泣き続ける1歳だったこの子の前でわたしは戸惑った。
75cut撮らなければいけない。撮るなら、笑顔を残してあげたい。
それでも、何もできなかった。
結局、十分には撮れなかった、という自責の念で半年後に追加で撮影をしたけれど、
その時もたくさんたくさん泣いていて。
何を撮ればいいのだろう。何を残せばいいのだろう。
どうしようもできない、そんな時。
それでも感じた、この子の姿。この子を愛するお母さんの姿。
待つ、ということ。
なんとか、本当に、なんとか2回の撮影で75cutにまとめた写真。
それでも、ありがとう、そう言ってくださったお母さんがいた。
あの日の1枚の写真を、受け入れてくれた社長の言葉。いいと思ってくれた人たちの言葉。

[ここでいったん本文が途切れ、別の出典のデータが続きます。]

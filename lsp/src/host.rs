//! Engine instances hosted in child processes.
//!
//! Each session spawns `<engine command> <args…>` and talks framed JSON-RPC
//! over its stdio. The host sends `engine/*` requests; the engine sends
//! `fs/*` requests back, which are answered from the session's
//! [`FileSystem`].

use std::collections::HashMap;
use std::path::{Path, PathBuf};
use std::process::Stdio;
use std::sync::Arc;

use anyhow::{Context, anyhow};
use lichen_types::CompletionItem;
use serde::de::DeserializeOwned;
use serde::{Deserialize, Serialize};
use serde_json::Value;
use tokio::io::{AsyncRead, AsyncWrite};
use tokio::process::{Child, Command};
use tokio::sync::{mpsc, oneshot};
use tokio::task::JoinHandle;

use crate::codec::{FrameReader, FrameWriter};
use crate::engine::{
    AnalysisEngine, EngineDiagnostic, EngineError, EngineFactory, EngineLocation, EngineOptions,
};
use crate::fs::FileSystem;
use crate::protocol::{
    INTERNAL_ERROR, INVALID_PARAMS, Message, RequestId, ResponseError, parse_params,
};
use crate::types::LspConfig;

const WRITER_CHANNEL_CAPACITY: usize = 64;

type PendingMap =
    Arc<tokio::sync::Mutex<HashMap<i64, oneshot::Sender<Result<Value, ResponseError>>>>>;

/// Spawns one engine process per session.
#[derive(Debug, Clone)]
pub struct ProcessEngineFactory {
    command: String,
    args: Vec<String>,
}

impl ProcessEngineFactory {
    #[must_use]
    pub fn new(config: &LspConfig) -> Self {
        Self {
            command: config.engine.command(&config.toolchain).to_string(),
            args: config.engine.args.clone(),
        }
    }
}

impl EngineFactory for ProcessEngineFactory {
    type Engine = HostedEngine;

    async fn create(
        &self,
        fs: Arc<dyn FileSystem>,
        options: EngineOptions,
    ) -> Result<HostedEngine, EngineError> {
        let resolved = which::which(&self.command)
            .with_context(|| format!("{} not found in PATH", self.command))?;
        let mut child = Command::new(&resolved)
            .args(&self.args)
            .stdin(Stdio::piped())
            .stdout(Stdio::piped())
            .stderr(Stdio::null())
            .kill_on_drop(true)
            .spawn()
            .with_context(|| format!("spawning {}", self.command))?;

        let stdout = child.stdout.take().context("no stdout from engine")?;
        let stdin = child.stdin.take().context("no stdin from engine")?;

        let mut engine = HostedEngine::attach(stdout, stdin, fs, Some(child));
        engine.initialize(&options).await?;
        tracing::info!(command = %self.command, "Engine process started");
        Ok(engine)
    }
}

#[derive(Deserialize)]
struct PathParams {
    path: PathBuf,
}

#[derive(Deserialize)]
struct WriteFileParams {
    path: PathBuf,
    content: String,
}

#[derive(Serialize)]
struct SourceParams<'a> {
    path: &'a Path,
    content: &'a str,
}

#[derive(Serialize)]
struct DirectoryParams<'a> {
    directory: &'a Path,
}

#[derive(Serialize)]
struct PointParams<'a> {
    path: &'a Path,
    offset: usize,
}

fn io_error(path: &Path, error: &std::io::Error) -> ResponseError {
    let mut response = ResponseError::new(INTERNAL_ERROR, format!("{}: {error}", path.display()));
    response.data = Some(Value::from(format!("{:?}", error.kind())));
    response
}

fn path_value(path: &Path) -> Value {
    Value::from(path.to_string_lossy().into_owned())
}

/// Answer one `fs/*` request from the engine.
fn answer_fs(fs: &dyn FileSystem, method: &str, params: Value) -> Result<Value, ResponseError> {
    match method {
        "fs/isDirectory" => {
            let p: PathParams = parse_params(params)?;
            Ok(Value::Bool(fs.is_directory(&p.path)))
        }
        "fs/isFile" => {
            let p: PathParams = parse_params(params)?;
            Ok(Value::Bool(fs.is_file(&p.path)))
        }
        "fs/fileExists" => {
            let p: PathParams = parse_params(params)?;
            Ok(Value::Bool(fs.file_exists(&p.path)))
        }
        "fs/realPath" => {
            let p: PathParams = parse_params(params)?;
            fs.real_path(&p.path)
                .map(|resolved| path_value(&resolved))
                .map_err(|e| io_error(&p.path, &e))
        }
        "fs/readDir" => {
            let p: PathParams = parse_params(params)?;
            fs.list_directory(&p.path)
                .map(Value::from)
                .map_err(|e| io_error(&p.path, &e))
        }
        "fs/mkdirRecursive" => {
            let p: PathParams = parse_params(params)?;
            fs.create_dir_all(&p.path)
                .map(|()| Value::Null)
                .map_err(|e| io_error(&p.path, &e))
        }
        "fs/readFile" => {
            let p: PathParams = parse_params(params)?;
            fs.read_to_string(&p.path)
                .map(Value::from)
                .map_err(|e| io_error(&p.path, &e))
        }
        "fs/writeFile" => {
            let p: WriteFileParams = parse_params(params)?;
            fs.write_string(&p.path, &p.content)
                .map(|()| Value::Null)
                .map_err(|e| io_error(&p.path, &e))
        }
        _ => Err(ResponseError::method_not_found(method)),
    }
}

/// Interpret an engine error response.
///
/// Responses whose `data` is a list of diagnostics are rejections of the
/// submitted source.
fn engine_error(error: ResponseError) -> EngineError {
    if let Some(data) = error.data
        && let Ok(items) = serde_json::from_value::<Vec<EngineDiagnostic>>(data)
    {
        return EngineError::Rejected(items);
    }
    if error.code == INVALID_PARAMS {
        EngineError::InvalidOptions(error.message)
    } else {
        EngineError::Internal(error.message)
    }
}

/// A running engine instance.
pub struct HostedEngine {
    /// `None` when attached to streams that are not a child process.
    child: Option<Child>,
    writer_tx: mpsc::Sender<Message>,
    next_id: i64,
    pending: PendingMap,
    reader_handle: JoinHandle<()>,
    writer_handle: JoinHandle<()>,
}

impl HostedEngine {
    fn attach<R, W>(
        stdout: R,
        stdin: W,
        fs: Arc<dyn FileSystem>,
        child: Option<Child>,
    ) -> Self
    where
        R: AsyncRead + Unpin + Send + 'static,
        W: AsyncWrite + Unpin + Send + 'static,
    {
        let pending: PendingMap = Arc::new(tokio::sync::Mutex::new(HashMap::new()));

        let (writer_tx, mut writer_rx) = mpsc::channel::<Message>(WRITER_CHANNEL_CAPACITY);
        let writer_handle = tokio::spawn(async move {
            let mut writer = FrameWriter::new(stdin);
            while let Some(message) = writer_rx.recv().await {
                if let Err(e) = writer.write_message(&message).await {
                    tracing::warn!("Engine write error: {e:#}");
                    break;
                }
            }
        });

        let reader_pending = Arc::clone(&pending);
        let reader_writer_tx = writer_tx.clone();
        let reader_handle = tokio::spawn(async move {
            let mut reader = FrameReader::new(stdout);
            loop {
                match reader.read_message().await {
                    Ok(Some(message)) => {
                        Self::dispatch(message, &reader_pending, &reader_writer_tx, fs.as_ref())
                            .await;
                    }
                    Ok(None) => {
                        tracing::info!("Engine closed stdout");
                        break;
                    }
                    Err(e) => {
                        tracing::warn!("Engine read error: {e:#}");
                        break;
                    }
                }
            }
            // Dropping the senders fails every call still waiting.
            reader_pending.lock().await.clear();
        });

        Self {
            child,
            writer_tx,
            next_id: 1,
            pending,
            reader_handle,
            writer_handle,
        }
    }

    async fn dispatch(
        message: Message,
        pending: &tokio::sync::Mutex<HashMap<i64, oneshot::Sender<Result<Value, ResponseError>>>>,
        writer_tx: &mpsc::Sender<Message>,
        fs: &dyn FileSystem,
    ) {
        match message {
            Message::Response {
                id: RequestId::Number(id),
                result,
            } => {
                let sender = pending.lock().await.remove(&id);
                match sender {
                    Some(tx) => {
                        let _ = tx.send(result);
                    }
                    None => tracing::debug!(id, "Engine response for unknown request"),
                }
            }
            Message::Response { id, .. } => {
                tracing::debug!(%id, "Engine response with foreign id");
            }
            Message::Request { id, method, params } => {
                tracing::trace!(%method, "Engine request");
                let result = answer_fs(fs, &method, params);
                if let Err(error) = &result
                    && error.code == crate::protocol::METHOD_NOT_FOUND
                {
                    tracing::debug!("Engine sent unsupported request: {method}");
                }
                let _ = writer_tx.send(Message::response(id, result)).await;
            }
            Message::Notification { method, .. } => {
                tracing::trace!("Ignoring engine notification: {method}");
            }
        }
    }

    async fn call<T: DeserializeOwned>(
        &mut self,
        method: &'static str,
        params: impl Serialize,
    ) -> Result<T, EngineError> {
        let params = serde_json::to_value(params)
            .with_context(|| format!("serializing {method} params"))?;

        let id = self.next_id;
        self.next_id += 1;

        let (tx, rx) = oneshot::channel();
        self.pending.lock().await.insert(id, tx);

        if self
            .writer_tx
            .send(Message::request(RequestId::Number(id), method, params))
            .await
            .is_err()
        {
            self.pending.lock().await.remove(&id);
            return Err(anyhow!("engine writer closed").into());
        }

        let Ok(result) = rx.await else {
            return Err(anyhow!("engine exited before answering {method}").into());
        };

        match result {
            Ok(value) => Ok(serde_json::from_value(value)
                .with_context(|| format!("decoding {method} result"))?),
            Err(error) => Err(engine_error(error)),
        }
    }

    async fn initialize(&mut self, options: &EngineOptions) -> Result<(), EngineError> {
        let _: Value = self.call("engine/create", options).await?;
        Ok(())
    }
}

impl Drop for HostedEngine {
    fn drop(&mut self) {
        self.reader_handle.abort();
        self.writer_handle.abort();
        if let Some(child) = &mut self.child
            && let Err(e) = child.start_kill()
        {
            tracing::debug!("Engine process already gone: {e}");
        }
    }
}

impl AnalysisEngine for HostedEngine {
    async fn submit_source(
        &mut self,
        path: &Path,
        content: &str,
    ) -> Result<Vec<EngineDiagnostic>, EngineError> {
        self.call("engine/parseAndCache", SourceParams { path, content })
            .await
    }

    async fn typecheck_directory(
        &mut self,
        directory: &Path,
    ) -> Result<Vec<EngineDiagnostic>, EngineError> {
        self.call("engine/typecheckDir", DirectoryParams { directory })
            .await
    }

    async fn locate_definition(
        &mut self,
        path: &Path,
        offset: usize,
    ) -> Result<Option<EngineLocation>, EngineError> {
        self.call("engine/findDefinition", PointParams { path, offset })
            .await
    }

    async fn locate_completions(
        &mut self,
        path: &Path,
        offset: usize,
    ) -> Result<Vec<CompletionItem>, EngineError> {
        let items: Option<Vec<CompletionItem>> = self
            .call("engine/findCompletion", PointParams { path, offset })
            .await?;
        Ok(items.unwrap_or_default())
    }
}
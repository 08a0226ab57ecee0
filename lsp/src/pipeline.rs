//! Two-phase diagnostic pipeline.
//!
//! Phase 1 parses the changed document. Only when it reports no error does
//! phase 2 type-check the whole directory. Both result sets are published
//! together to the document that triggered the run, syntax entries first.

use lichen_types::PublishDiagnosticsParams;
use url::Url;

use crate::engine::EngineFactory;
use crate::paths;
use crate::prerequisites::Discover;
use crate::session::{SessionCache, SessionError};

/// What a pipeline run produced.
#[derive(Debug, PartialEq, Eq)]
pub enum PipelineOutcome {
    /// Diagnostics to publish.
    Publish(PublishDiagnosticsParams),
    /// The URI does not name a local file.
    NotLocal,
    /// No session could be acquired for the document's directory.
    Unavailable,
    /// The engine failed; previously published diagnostics stay in place.
    EngineFailed,
}

#[derive(Debug, Default)]
pub struct DiagnosticPipeline {
    warned_unavailable: bool,
}

impl DiagnosticPipeline {
    #[must_use]
    pub fn new() -> Self {
        Self::default()
    }

    pub async fn run<F, D>(
        &mut self,
        sessions: &mut SessionCache<F, D>,
        uri: &Url,
        content: &str,
    ) -> PipelineOutcome
    where
        F: EngineFactory,
        D: Discover,
    {
        let Some(path) = paths::resolve_local_path(uri) else {
            tracing::debug!(%uri, "Skipping analysis for non-local document");
            return PipelineOutcome::NotLocal;
        };
        let directory = paths::containing_directory(&path);

        let session = match sessions.get_or_create(&directory).await {
            Ok(session) => session,
            Err(e) => {
                self.warn_unavailable(&e);
                return PipelineOutcome::Unavailable;
            }
        };

        let mut diagnostics = match session.submit_source(&path, content).await {
            Ok(set) => set,
            Err(e) => {
                tracing::warn!(path = %path.display(), "Syntax analysis failed: {e}");
                return PipelineOutcome::EngineFailed;
            }
        };

        if diagnostics.has_error() {
            session.set_has_error(true);
            tracing::debug!(
                path = %path.display(),
                errors = diagnostics.error_count(),
                "Syntax errors; skipping type check"
            );
        } else {
            let checked = match session.typecheck_directory().await {
                Ok(set) => set,
                Err(e) => {
                    tracing::warn!(
                        directory = %directory.display(),
                        "Type check failed: {e}"
                    );
                    return PipelineOutcome::EngineFailed;
                }
            };
            session.set_has_error(checked.has_error());
            diagnostics.append(checked);
        }

        tracing::debug!(
            %uri,
            count = diagnostics.len(),
            errors = diagnostics.error_count(),
            warnings = diagnostics.warning_count(),
            has_error = session.has_error(),
            "Publishing diagnostics"
        );
        PipelineOutcome::Publish(PublishDiagnosticsParams {
            uri: uri.clone(),
            diagnostics,
            version: None,
        })
    }

    fn warn_unavailable(&mut self, error: &SessionError) {
        if self.warned_unavailable {
            tracing::debug!("Analysis unavailable: {error}");
        } else {
            self.warned_unavailable = true;
            tracing::warn!("Analysis unavailable: {error}");
        }
    }
}
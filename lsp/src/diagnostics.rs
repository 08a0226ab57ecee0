//! Engine payload to protocol conversion.
//!
//! Engine lines are 1-based, protocol lines are 0-based. Columns carry over
//! unchanged. Every engine position the server forwards passes through here.

use lichen_types::{
    Diagnostic, DiagnosticSeverity, DiagnosticSet, Location, Position, Range,
};

use crate::engine::{EngineDiagnostic, EngineError, EngineLocation, EngineSpan};
use crate::paths;

const DEFAULT_SOURCE: &str = "lichenscript";

fn position(line: u32, col: u32) -> Position {
    Position::new(line.saturating_sub(1), col)
}

pub(crate) fn to_range(span: EngineSpan) -> Range {
    Range::new(
        position(span.start_line, span.start_col),
        position(span.end_line, span.end_col),
    )
}

/// Convert one engine diagnostic. `fallback` applies when the engine left
/// the severity out.
pub(crate) fn to_diagnostic(diag: EngineDiagnostic, fallback: DiagnosticSeverity) -> Diagnostic {
    Diagnostic::new(
        diag.severity.unwrap_or(fallback),
        to_range(diag.span),
        diag.message,
        diag.source.unwrap_or_else(|| DEFAULT_SOURCE.to_string()),
    )
}

pub(crate) fn to_diagnostic_set(
    items: Vec<EngineDiagnostic>,
    fallback: DiagnosticSeverity,
) -> DiagnosticSet {
    items
        .into_iter()
        .map(|d| to_diagnostic(d, fallback))
        .collect::<Vec<_>>()
        .into()
}

/// Fold both engine reporting styles into one result.
///
/// A rejection carries the diagnostics that explain it; those are errors
/// unless they say otherwise. Other failures stay failures.
pub(crate) fn unify(
    result: Result<Vec<EngineDiagnostic>, EngineError>,
) -> Result<DiagnosticSet, EngineError> {
    match result {
        Ok(items) => Ok(to_diagnostic_set(items, DiagnosticSeverity::Warning)),
        Err(EngineError::Rejected(items)) => {
            Ok(to_diagnostic_set(items, DiagnosticSeverity::Error))
        }
        Err(other) => Err(other),
    }
}

/// `None` when the engine points at a path that cannot be expressed as a URI.
pub(crate) fn to_location(location: EngineLocation) -> Option<Location> {
    match paths::path_to_file_uri(&location.path) {
        Ok(uri) => Some(Location {
            uri,
            range: to_range(location.span),
        }),
        Err(e) => {
            tracing::debug!("Dropping definition location: {e}");
            None
        }
    }
}
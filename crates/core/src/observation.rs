//! Progress observations.

use serde::{Deserialize, Serialize};

use crate::Date;

/// A single `(date, percent complete)` measurement.
#[derive(Debug, Clone, Copy, PartialEq, Serialize, Deserialize)]
pub struct Observation {
    /// Calendar date of the observation
    pub date: Date,

    /// Percent complete on that date
    pub percent: f64,
}

impl Observation {
    /// Create a new observation.
    pub fn new(date: Date, percent: f64) -> Self {
        Self { date, percent }
    }

    /// Construction start: zero progress on `date`.
    pub fn start(date: Date) -> Self {
        Self::new(date, 0.0)
    }

    /// Days elapsed from `self` to `later` (negative if `later` is earlier).
    pub fn days_until(&self, later: &Observation) -> i64 {
        (later.date - self.date).num_days()
    }
}
//! Satellite mosaic provider interface.
//!
//! The dashboard never inspects pixels: it describes the mosaic it wants
//! with a [`MosaicRequest`], asks an [`ImageryProvider`] for it, and hands the
//! returned [`MosaicHandle`] to whatever renders the map.

#![warn(missing_docs)]

pub mod cache;
pub mod error;
pub mod http;
pub mod provider;
pub mod request;

pub use cache::{MosaicCache, MosaicPair, PairKey};
pub use error::{ImageryError, Result};
pub use http::HttpMosaicProvider;
pub use provider::{ImageryProvider, PlaceholderProvider};
pub use request::{MosaicHandle, MosaicRequest, Reducer};
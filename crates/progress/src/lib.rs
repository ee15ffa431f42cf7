//! Progress prediction.
//!
//! Linear extrapolation of construction progress from the start date to a
//! predicted finish date.

#![warn(missing_docs)]

pub mod curve;
pub mod fit;
pub mod predictor;

pub use curve::{CurvePoint, ProjectionCurve};
pub use fit::LinearFit;
pub use predictor::{Forecast, ProgressPredictor, Projection};
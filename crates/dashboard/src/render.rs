//! Text and JSON rendering of a [`DashboardView`].

use crate::{DashboardView, ImageryView};

/// Render the view as plain text.
///
/// The chart, if present, is printed every `chart_step_days` days; the last
/// day is always included.
pub fn render_text(view: &DashboardView, chart_step_days: usize) -> String {
    let step = chart_step_days.max(1);
    let mut lines = vec![
        view.title.clone(),
        "=".repeat(view.title.chars().count()),
        view.description.clone(),
        String::new(),
        view.map.caption.clone(),
        format!(
            "  centre {:.6}, {:.6}  zoom {}  basemap {}",
            view.map.center.lat, view.map.center.lon, view.map.zoom, view.map.basemap
        ),
    ];

    match &view.imagery {
        ImageryView::Available { before, after } => {
            for mosaic in [before, after] {
                let source = mosaic.url_format.as_deref().unwrap_or(&mosaic.id);
                lines.push(format!("  {} {}  {}", mosaic.label, mosaic.date, source));
            }
            lines.push(format!("  imagery: {}", view.map.attribution));
        }
        ImageryView::Unavailable { reason } => {
            lines.push(format!("  imagery unavailable: {}", reason));
        }
    }
    lines.push(String::new());

    lines.push(metric("Start date", view.metrics.start_date));
    lines.push(metric("Current date", view.metrics.current_date));
    lines.push(metric("Current advance", &view.metrics.current_advance));

    match &view.prediction {
        Some(prediction) => {
            lines.push(metric("Predicted completion", prediction.finish_date));
            lines.push(metric("Days remaining", prediction.days_remaining));
            if prediction.already_complete {
                lines.push("Already complete at the current date.".to_string());
            }
        }
        None => lines.push("No forecast: no progress recorded.".to_string()),
    }

    if let Some(chart) = &view.chart {
        lines.push(String::new());
        lines.push("Extrapolation".to_string());
        let last = chart.len().saturating_sub(1);
        lines.extend(
            chart
                .iter()
                .enumerate()
                .filter(|(i, _)| i % step == 0 || *i == last)
                .map(|(_, point)| format!("  {}  {:>7.2}%", point.date, point.percent)),
        );
    }

    let mut out = lines.join("\n");
    out.push('\n');
    out
}

/// Render the view as pretty-printed JSON.
pub fn render_json(view: &DashboardView) -> serde_json::Result<String> {
    serde_json::to_string_pretty(view)
}

fn metric(label: &str, value: impl std::fmt::Display) -> String {
    format!("{:<22}{}", label, value)
}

どういう写真を撮ればいいかずっと悩んでいたどうしようもない毎日だったそんな時だったからこそ、
わたしはここにいて、自分自身精一杯の写真を撮ればいいのだと気づくことができた。
あの写真がなければ、わたしはずっと悩み続けていたかもしれない。
ここに、いなかったかもしれない。
あの日からもう3年が過ぎた。
泣いてばかりだった1歳がウソのような2歳の撮影、湘南店がオープンしたときにまっさきに呼んで撮影した2歳半、
一緒にギャラリーに遊びに行った3歳、入園姿の春。
出会ってから、7回目の撮影だった。
背が伸びて、泣き顔なんて1度も見なくなり、確実に成長してきた男の子も、あと1ヶ月でお兄ちゃんになる。
そんな時に。
あの日と同じように、撮影がしたいと思った。
あの日と同じように、くまの人形を置き、ブロックを並べ、お母さんと一緒にいてもらった。
ファインダーをのぞくと、同じようには納まりきらない姿があった。
必死でお母さんにしがみつく手も、すべてが敵だと思うような目も、
なにもかもがあの日とは違って。
全然、同じように撮れない。
ただ、すぐにそんなことに気がついてみんなで大笑いした。
隣に立てば、自然にわたしと手をつないでくれる。
当たり前のように、ともちゃんって言って笑ってくれる。
この子がわたしにくれたものは大きかった。
この子ほど、泣いた子に出会ったことはない。
この子ほど、たとえ、泣いていたとしても、大丈夫だって思えるようになった。
この子のように、きっと誰もが成長する。
諦めない、ということ。
この子がつないでくれた、ここにいる時間で、わたしはたくさんの人と出会うことができた。
わたしたちが残してゆくものは。
いつかまた、愛しく懐かしく感じてもらえる、幸せな時間でありたい、そう思えるようになった。
どこに行ったとしても、年をとったとしても、ずっと変わらないと思える。
そんな自信をくれた。
出会えてよかった。この場所で出会った人達、そして大切な時間。
この場所に出会えたからこそ、今の自分がある。